*** Begin section ***

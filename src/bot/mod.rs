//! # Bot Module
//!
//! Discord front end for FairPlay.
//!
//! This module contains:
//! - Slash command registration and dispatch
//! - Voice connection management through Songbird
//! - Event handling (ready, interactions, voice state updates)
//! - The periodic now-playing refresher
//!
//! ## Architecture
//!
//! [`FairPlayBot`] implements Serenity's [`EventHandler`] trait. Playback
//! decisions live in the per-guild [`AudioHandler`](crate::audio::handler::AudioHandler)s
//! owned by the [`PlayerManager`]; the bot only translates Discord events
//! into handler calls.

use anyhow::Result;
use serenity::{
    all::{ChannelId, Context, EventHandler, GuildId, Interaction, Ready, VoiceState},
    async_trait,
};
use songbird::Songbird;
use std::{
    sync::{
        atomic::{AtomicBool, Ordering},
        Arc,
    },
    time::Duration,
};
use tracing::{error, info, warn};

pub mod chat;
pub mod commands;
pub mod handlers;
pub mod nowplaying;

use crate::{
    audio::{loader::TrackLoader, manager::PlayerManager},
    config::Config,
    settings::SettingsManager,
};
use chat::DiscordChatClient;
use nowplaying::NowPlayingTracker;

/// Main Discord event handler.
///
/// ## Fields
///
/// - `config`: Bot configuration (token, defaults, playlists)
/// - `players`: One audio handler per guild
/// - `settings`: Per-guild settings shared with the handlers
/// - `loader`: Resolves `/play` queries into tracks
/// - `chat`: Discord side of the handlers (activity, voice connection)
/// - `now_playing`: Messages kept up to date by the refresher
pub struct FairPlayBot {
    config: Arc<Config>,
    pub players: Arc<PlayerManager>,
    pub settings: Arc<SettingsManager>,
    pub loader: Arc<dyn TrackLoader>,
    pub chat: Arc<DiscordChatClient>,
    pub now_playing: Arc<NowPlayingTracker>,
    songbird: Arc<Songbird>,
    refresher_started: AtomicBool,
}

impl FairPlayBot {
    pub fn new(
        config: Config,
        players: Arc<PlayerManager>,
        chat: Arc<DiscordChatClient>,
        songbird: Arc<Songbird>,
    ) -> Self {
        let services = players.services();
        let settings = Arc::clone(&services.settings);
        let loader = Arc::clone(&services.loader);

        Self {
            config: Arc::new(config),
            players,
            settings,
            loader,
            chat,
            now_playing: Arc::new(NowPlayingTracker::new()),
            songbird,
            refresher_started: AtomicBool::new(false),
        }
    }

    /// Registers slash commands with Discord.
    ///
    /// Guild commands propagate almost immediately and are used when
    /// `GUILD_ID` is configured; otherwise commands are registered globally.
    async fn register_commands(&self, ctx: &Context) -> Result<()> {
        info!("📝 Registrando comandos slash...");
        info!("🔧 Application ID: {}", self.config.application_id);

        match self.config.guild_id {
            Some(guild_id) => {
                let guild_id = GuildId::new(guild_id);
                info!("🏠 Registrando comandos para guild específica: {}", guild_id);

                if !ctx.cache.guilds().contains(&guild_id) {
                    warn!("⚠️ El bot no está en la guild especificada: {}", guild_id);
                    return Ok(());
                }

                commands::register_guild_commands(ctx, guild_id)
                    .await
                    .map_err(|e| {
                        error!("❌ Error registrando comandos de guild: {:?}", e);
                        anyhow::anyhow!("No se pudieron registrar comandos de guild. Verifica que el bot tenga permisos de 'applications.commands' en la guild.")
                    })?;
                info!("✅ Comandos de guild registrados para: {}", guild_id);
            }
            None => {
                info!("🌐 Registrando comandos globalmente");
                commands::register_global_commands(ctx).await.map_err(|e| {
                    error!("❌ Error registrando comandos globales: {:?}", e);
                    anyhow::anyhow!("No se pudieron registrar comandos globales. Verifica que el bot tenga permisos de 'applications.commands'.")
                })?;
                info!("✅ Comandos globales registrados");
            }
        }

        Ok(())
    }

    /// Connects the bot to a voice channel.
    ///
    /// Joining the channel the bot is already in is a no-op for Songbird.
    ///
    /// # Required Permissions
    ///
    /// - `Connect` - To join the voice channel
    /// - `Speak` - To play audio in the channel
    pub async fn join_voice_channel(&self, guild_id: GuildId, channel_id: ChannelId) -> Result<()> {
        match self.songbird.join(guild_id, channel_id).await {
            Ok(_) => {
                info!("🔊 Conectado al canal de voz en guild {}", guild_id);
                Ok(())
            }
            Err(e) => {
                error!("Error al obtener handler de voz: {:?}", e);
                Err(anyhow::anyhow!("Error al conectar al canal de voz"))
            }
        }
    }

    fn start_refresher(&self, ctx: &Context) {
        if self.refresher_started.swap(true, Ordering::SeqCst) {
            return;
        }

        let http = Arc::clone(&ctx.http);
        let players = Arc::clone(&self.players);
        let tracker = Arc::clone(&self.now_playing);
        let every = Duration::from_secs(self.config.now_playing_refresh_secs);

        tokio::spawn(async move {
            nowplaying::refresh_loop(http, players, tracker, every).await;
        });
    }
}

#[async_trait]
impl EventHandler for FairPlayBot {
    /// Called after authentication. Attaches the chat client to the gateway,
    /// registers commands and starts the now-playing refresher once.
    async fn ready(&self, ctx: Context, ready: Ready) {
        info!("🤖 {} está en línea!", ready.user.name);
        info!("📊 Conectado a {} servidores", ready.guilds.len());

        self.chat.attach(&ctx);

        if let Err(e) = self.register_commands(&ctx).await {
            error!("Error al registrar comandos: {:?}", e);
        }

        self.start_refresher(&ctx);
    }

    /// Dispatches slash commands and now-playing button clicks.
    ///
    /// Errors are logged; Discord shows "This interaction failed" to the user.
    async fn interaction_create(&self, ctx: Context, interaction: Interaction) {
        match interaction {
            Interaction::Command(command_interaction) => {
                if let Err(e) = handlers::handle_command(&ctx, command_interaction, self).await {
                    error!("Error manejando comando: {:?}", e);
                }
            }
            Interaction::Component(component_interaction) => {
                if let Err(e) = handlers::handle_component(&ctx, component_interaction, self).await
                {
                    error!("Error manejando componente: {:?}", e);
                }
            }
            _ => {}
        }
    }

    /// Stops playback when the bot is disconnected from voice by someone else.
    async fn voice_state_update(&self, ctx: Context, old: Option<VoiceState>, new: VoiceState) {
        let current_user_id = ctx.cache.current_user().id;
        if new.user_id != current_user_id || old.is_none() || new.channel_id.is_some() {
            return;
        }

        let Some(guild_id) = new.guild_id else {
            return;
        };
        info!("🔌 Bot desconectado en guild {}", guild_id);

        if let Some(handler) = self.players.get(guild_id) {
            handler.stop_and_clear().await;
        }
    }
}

*** End section ***

- _YOUR OBJECTIVE_
Set the entries above down once more, exactly as they stand.

- _TASK OUTPUT_
filename src/bot/mod.rs
//! # Bot Module
//!
//! Discord front end for FairPlay.
//!
//! This module contains:
//! - Slash command registration and dispatch
//! - Voice connection management through Songbird
//! - Event handling (ready, interactions, voice state updates)
//! - The periodic now-playing refresher
//!
//! ## Architecture
//!
//! [`FairPlayBot`] implements Serenity's [`EventHandler`] trait. Playback
//! decisions live in the per-guild [`AudioHandler`](crate::audio::handler::AudioHandler)s
//! owned by the [`PlayerManager`]; the bot only translates Discord events
//! into handler calls.

use anyhow::Result;
use serenity::{
    all::{ChannelId, Context, EventHandler, GuildId, Interaction, Ready, VoiceState},
    async_trait,
};
use songbird::Songbird;
use std::{
    sync::{
        atomic::{AtomicBool, Ordering},
        Arc,
    },
    time::Duration,
};
use tracing::{error, info, warn};

pub mod chat;
pub mod commands;
pub mod handlers;
pub mod nowplaying;

use crate::{
    audio::{loader::TrackLoader, manager::PlayerManager},
    config::Config,
    settings::SettingsManager,
};
use chat::DiscordChatClient;
use nowplaying::NowPlayingTracker;

/// Main Discord event handler.
///
/// ## Fields
///
/// - `config`: Bot configuration (token, defaults, playlists)
/// - `players`: One audio handler per guild
/// - `settings`: Per-guild settings shared with the handlers
/// - `loader`: Resolves `/play` queries into tracks
/// - `chat`: Discord side of the handlers (activity, voice connection)
/// - `now_playing`: Messages kept up to date by the refresher
pub struct FairPlayBot {
    config: Arc<Config>,
    pub players: Arc<PlayerManager>,
    pub settings: Arc<SettingsManager>,
    pub loader: Arc<dyn TrackLoader>,
    pub chat: Arc<DiscordChatClient>,
    pub now_playing: Arc<NowPlayingTracker>,
    songbird: Arc<Songbird>,
    refresher_started: AtomicBool,
}

impl FairPlayBot {
    pub fn new(
        config: Config,
        players: Arc<PlayerManager>,
        chat: Arc<DiscordChatClient>,
        songbird: Arc<Songbird>,
    ) -> Self {
        let services = players.services();
        let settings = Arc::clone(&services.settings);
        let loader = Arc::clone(&services.loader);

        Self {
            config: Arc::new(config),
            players,
            settings,
            loader,
            chat,
            now_playing: Arc::new(NowPlayingTracker::new()),
            songbird,
            refresher_started: AtomicBool::new(false),
        }
    }

    /// Registers slash commands with Discord.
    ///
    /// Guild commands propagate almost immediately and are used when
    /// `GUILD_ID` is configured; otherwise commands are registered globally.
    async fn register_commands(&self, ctx: &Context) -> Result<()> {
        info!("📝 Registrando comandos slash...");
        info!("🔧 Application ID: {}", self.config.application_id);

        match self.config.guild_id {
            Some(guild_id) => {
                let guild_id = GuildId::new(guild_id);
                info!("🏠 Registrando comandos para guild específica: {}", guild_id);

                if !ctx.cache.guilds().contains(&guild_id) {
                    warn!("⚠️ El bot no está en la guild especificada: {}", guild_id);
                    return Ok(());
                }

                commands::register_guild_commands(ctx, guild_id)
                    .await
                    .map_err(|e| {
                        error!("❌ Error registrando comandos de guild: {:?}", e);
                        anyhow::anyhow!("No se pudieron registrar comandos de guild. Verifica que el bot tenga permisos de 'applications.commands' en la guild.")
                    })?;
                info!("✅ Comandos de guild registrados para: {}", guild_id);
            }
            None => {
                info!("🌐 Registrando comandos globalmente");
                commands::register_global_commands(ctx).await.map_err(|e| {
                    error!("❌ Error registrando comandos globales: {:?}", e);
                    anyhow::anyhow!("No se pudieron registrar comandos globales. Verifica que el bot tenga permisos de 'applications.commands'.")
                })?;
                info!("✅ Comandos globales registrados");
            }
        }

        Ok(())
    }

    /// Connects the bot to a voice channel.
    ///
    /// Joining the channel the bot is already in is a no-op for Songbird.
    ///
    /// # Required Permissions
    ///
    /// - `Connect` - To join the voice channel
    /// - `Speak` - To play audio in the channel
    pub async fn join_voice_channel(&self, guild_id: GuildId, channel_id: ChannelId) -> Result<()> {
        match self.songbird.join(guild_id, channel_id).await {
            Ok(_) => {
                info!("🔊 Conectado al canal de voz en guild {}", guild_id);
                Ok(())
            }
            Err(e) => {
                error!("Error al obtener handler de voz: {:?}", e);
                Err(anyhow::anyhow!("Error al conectar al canal de voz"))
            }
        }
    }

    fn start_refresher(&self, ctx: &Context) {
        if self.refresher_started.swap(true, Ordering::SeqCst) {
            return;
        }

        let http = Arc::clone(&ctx.http);
        let players = Arc::clone(&self.players);
        let tracker = Arc::clone(&self.now_playing);
        let every = Duration::from_secs(self.config.now_playing_refresh_secs);

        tokio::spawn(async move {
            nowplaying::refresh_loop(http, players, tracker, every).await;
        });
    }
}

#[async_trait]
impl EventHandler for FairPlayBot {
    /// Called after authentication. Attaches the chat client to the gateway,
    /// registers commands and starts the now-playing refresher once.
    async fn ready(&self, ctx: Context, ready: Ready) {
        info!("🤖 {} está en línea!", ready.user.name);
        info!("📊 Conectado a {} servidores", ready.guilds.len());

        self.chat.attach(&ctx);

        if let Err(e) = self.register_commands(&ctx).await {
            error!("Error al registrar comandos: {:?}", e);
        }

        self.start_refresher(&ctx);
    }

    /// Dispatches slash commands and now-playing button clicks.
    ///
    /// Errors are logged; Discord shows "This interaction failed" to the user.
    async fn interaction_create(&self, ctx: Context, interaction: Interaction) {
        match interaction {
            Interaction::Command(command_interaction) => {
                if let Err(e) = handlers::handle_command(&ctx, command_interaction, self).await {
                    error!("Error manejando comando: {:?}", e);
                }
            }
            Interaction::Component(component_interaction) => {
                if let Err(e) = handlers::handle_component(&ctx, component_interaction, self).await
                {
                    error!("Error manejando componente: {:?}", e);
                }
            }
            _ => {}
        }
    }

    /// Stops playback when the bot is disconnected from voice by someone else.
    async fn voice_state_update(&self, ctx: Context, old: Option<VoiceState>, new: VoiceState) {
        let current_user_id = ctx.cache.current_user().id;
        if new.user_id != current_user_id || old.is_none() || new.channel_id.is_some() {
            return;
        }

        let Some(guild_id) = new.guild_id else {
            return;
        };
        info!("🔌 Bot desconectado en guild {}", guild_id);

        if let Some(handler) = self.players.get(guild_id) {
            handler.stop_and_clear().await;
        }
    }
}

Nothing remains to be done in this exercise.